(Saved entries)
• • • • • • •
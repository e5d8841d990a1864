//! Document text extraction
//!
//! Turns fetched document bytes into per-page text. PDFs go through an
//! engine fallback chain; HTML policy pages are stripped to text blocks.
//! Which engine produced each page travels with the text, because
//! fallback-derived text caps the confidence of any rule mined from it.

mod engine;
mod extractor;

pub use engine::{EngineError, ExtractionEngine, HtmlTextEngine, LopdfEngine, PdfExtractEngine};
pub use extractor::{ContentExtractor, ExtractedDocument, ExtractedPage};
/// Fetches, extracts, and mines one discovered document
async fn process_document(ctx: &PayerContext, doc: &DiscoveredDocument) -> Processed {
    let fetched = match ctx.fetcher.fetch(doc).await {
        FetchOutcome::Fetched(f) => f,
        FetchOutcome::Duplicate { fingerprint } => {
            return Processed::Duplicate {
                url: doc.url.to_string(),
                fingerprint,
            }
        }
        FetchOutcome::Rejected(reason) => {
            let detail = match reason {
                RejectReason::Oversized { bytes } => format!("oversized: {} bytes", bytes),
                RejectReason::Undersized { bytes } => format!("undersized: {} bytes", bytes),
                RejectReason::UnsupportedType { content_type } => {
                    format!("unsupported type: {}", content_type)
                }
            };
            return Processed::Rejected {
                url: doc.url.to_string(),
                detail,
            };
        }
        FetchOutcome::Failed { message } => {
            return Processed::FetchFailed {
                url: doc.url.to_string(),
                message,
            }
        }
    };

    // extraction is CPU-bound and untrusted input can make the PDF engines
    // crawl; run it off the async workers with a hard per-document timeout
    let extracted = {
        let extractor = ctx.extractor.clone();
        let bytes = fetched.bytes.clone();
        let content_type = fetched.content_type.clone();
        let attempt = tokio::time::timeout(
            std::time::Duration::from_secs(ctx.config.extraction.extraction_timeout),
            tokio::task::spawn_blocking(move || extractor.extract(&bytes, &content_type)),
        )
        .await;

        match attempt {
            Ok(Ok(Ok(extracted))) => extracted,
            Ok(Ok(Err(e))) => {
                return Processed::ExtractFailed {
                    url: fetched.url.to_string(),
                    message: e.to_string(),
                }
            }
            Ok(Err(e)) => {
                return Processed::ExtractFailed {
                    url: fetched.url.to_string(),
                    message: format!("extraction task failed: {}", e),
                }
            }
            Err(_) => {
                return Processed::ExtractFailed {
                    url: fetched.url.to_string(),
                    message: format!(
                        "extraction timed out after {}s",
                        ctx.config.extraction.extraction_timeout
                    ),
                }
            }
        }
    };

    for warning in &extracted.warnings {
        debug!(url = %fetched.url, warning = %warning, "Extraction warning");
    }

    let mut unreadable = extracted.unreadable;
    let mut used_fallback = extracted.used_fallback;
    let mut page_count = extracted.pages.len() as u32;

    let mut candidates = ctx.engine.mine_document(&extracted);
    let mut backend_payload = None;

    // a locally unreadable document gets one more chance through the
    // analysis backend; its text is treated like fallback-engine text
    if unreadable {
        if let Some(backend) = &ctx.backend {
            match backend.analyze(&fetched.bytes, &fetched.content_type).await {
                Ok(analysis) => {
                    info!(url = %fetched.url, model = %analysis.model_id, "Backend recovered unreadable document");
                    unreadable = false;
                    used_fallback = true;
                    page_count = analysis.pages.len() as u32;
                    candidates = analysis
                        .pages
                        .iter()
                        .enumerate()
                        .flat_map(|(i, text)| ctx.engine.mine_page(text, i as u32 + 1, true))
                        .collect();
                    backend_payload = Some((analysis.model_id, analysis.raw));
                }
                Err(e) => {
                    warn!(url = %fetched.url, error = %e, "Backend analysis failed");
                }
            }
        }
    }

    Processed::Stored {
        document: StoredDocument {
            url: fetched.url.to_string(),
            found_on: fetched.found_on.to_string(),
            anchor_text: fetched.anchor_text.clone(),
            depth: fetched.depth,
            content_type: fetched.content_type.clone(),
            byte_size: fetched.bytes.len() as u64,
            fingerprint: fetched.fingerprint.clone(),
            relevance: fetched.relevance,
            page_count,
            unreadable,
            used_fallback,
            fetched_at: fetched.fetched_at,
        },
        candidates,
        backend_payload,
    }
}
• • • • • • •
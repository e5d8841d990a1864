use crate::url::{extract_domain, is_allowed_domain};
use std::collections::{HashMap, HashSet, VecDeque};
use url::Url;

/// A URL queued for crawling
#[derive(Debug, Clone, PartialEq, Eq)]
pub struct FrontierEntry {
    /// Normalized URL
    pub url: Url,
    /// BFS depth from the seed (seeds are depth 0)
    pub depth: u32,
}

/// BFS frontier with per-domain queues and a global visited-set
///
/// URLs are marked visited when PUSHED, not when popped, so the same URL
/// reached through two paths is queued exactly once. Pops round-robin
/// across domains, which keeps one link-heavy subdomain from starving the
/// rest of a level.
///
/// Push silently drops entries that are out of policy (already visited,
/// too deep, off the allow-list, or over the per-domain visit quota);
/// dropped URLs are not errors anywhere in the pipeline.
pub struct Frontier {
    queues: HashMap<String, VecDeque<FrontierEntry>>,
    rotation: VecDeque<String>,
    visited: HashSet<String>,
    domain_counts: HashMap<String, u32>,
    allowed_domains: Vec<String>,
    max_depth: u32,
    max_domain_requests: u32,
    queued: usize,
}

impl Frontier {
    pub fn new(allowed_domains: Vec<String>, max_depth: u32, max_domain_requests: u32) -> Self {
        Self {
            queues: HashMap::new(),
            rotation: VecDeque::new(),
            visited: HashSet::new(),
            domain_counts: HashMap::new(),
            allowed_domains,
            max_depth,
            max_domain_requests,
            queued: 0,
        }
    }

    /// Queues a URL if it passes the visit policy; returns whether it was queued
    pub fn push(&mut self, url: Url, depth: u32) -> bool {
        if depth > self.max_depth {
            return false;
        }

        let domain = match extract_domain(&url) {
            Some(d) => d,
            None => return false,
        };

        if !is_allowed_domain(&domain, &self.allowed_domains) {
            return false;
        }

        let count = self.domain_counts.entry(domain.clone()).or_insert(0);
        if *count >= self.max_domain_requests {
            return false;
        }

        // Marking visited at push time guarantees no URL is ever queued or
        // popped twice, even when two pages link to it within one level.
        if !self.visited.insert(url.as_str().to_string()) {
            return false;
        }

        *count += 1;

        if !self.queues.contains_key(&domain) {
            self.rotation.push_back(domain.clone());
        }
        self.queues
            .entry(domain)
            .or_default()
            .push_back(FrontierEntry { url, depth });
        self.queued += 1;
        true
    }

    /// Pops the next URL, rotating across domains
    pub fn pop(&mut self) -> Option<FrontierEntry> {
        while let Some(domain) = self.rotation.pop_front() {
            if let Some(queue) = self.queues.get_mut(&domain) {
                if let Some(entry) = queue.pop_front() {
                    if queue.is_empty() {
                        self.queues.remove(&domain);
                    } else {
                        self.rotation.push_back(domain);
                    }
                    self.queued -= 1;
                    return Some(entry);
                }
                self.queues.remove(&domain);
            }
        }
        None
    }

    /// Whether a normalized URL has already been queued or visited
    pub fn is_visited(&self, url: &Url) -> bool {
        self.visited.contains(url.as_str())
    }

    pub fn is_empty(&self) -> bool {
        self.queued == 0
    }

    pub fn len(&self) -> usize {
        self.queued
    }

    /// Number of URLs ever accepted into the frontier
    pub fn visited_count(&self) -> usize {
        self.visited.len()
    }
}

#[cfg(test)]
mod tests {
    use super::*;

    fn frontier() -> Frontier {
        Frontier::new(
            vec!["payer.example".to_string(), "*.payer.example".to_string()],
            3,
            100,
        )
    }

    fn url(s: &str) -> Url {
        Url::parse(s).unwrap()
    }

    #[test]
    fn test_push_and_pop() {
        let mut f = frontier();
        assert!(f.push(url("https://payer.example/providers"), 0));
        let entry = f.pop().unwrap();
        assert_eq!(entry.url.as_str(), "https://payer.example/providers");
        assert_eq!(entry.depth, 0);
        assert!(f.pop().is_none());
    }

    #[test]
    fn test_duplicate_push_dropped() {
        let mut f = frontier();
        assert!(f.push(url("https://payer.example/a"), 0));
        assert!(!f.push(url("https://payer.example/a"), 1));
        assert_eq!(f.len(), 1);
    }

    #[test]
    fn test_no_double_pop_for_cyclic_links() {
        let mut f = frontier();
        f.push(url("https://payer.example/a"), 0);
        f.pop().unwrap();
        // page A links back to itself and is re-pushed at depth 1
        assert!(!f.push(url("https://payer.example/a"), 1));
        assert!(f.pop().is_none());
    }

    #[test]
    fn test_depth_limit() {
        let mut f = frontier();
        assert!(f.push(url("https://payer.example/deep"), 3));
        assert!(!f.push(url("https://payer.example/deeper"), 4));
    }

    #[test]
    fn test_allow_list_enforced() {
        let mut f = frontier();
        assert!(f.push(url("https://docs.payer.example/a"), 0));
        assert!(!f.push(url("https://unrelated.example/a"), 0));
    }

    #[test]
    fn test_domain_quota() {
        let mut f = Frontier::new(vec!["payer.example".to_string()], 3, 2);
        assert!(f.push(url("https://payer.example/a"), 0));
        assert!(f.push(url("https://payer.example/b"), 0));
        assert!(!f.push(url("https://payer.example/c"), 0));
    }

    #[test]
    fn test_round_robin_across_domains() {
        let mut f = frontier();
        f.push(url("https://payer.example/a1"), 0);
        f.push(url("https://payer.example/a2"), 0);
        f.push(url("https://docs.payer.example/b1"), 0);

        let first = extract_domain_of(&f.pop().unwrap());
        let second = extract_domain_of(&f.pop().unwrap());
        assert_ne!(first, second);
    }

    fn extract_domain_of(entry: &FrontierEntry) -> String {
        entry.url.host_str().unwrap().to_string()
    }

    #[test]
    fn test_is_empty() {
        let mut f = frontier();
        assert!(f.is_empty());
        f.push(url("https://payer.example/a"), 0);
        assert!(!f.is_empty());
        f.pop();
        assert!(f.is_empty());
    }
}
• • • • • • •
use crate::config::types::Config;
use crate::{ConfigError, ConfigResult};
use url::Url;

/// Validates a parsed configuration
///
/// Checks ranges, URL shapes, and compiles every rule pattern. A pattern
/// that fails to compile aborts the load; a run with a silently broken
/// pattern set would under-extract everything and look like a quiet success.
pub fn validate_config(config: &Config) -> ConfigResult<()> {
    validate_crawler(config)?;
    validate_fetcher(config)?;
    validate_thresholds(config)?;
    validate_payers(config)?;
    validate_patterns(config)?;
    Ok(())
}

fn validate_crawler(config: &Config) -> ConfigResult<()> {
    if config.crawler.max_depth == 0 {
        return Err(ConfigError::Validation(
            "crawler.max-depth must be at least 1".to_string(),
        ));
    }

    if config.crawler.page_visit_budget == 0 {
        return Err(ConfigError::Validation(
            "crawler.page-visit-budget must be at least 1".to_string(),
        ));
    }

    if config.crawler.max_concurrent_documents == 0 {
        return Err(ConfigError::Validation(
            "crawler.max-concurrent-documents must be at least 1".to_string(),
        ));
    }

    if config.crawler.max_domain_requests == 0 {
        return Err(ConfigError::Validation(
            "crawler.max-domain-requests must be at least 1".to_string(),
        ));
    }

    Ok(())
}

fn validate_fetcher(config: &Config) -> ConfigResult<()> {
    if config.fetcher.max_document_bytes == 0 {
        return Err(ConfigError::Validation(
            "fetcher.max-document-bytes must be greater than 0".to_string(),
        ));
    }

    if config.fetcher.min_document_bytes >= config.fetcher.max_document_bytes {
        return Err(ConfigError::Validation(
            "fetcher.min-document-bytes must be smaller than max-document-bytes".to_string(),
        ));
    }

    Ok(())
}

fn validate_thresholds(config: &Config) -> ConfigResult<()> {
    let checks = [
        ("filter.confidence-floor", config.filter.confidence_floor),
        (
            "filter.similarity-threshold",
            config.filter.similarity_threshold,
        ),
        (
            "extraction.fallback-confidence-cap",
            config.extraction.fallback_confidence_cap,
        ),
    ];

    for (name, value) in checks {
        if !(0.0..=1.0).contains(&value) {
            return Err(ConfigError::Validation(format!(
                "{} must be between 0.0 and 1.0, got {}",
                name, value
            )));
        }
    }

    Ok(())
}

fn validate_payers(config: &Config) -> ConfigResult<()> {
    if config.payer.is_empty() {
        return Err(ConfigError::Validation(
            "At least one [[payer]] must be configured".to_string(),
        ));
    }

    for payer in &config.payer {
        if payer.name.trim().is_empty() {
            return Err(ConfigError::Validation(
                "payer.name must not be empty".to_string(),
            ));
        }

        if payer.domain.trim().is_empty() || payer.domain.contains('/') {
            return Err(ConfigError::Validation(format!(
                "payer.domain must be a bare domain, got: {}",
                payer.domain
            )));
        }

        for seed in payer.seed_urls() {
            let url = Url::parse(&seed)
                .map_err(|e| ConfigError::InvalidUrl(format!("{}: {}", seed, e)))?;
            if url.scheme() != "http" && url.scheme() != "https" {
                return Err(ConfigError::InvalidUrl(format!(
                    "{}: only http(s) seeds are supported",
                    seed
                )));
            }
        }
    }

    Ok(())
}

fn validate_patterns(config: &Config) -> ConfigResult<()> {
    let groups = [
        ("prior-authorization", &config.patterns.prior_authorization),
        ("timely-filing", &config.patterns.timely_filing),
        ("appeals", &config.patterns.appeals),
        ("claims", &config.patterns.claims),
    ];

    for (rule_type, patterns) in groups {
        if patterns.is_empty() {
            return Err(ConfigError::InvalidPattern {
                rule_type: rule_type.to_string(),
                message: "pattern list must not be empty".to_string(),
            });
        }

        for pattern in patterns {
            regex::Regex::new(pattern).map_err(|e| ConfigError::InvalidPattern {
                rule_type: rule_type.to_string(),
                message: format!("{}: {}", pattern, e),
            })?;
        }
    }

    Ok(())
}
• • • • • • •
• WORK ORDER: Show every line above in which the word "providers" occurs.

• TASK ANSWER:
        assert!(f.push(url("https://payer.example/providers"), 0));
        assert_eq!(entry.url.as_str(), "https://payer.example/providers");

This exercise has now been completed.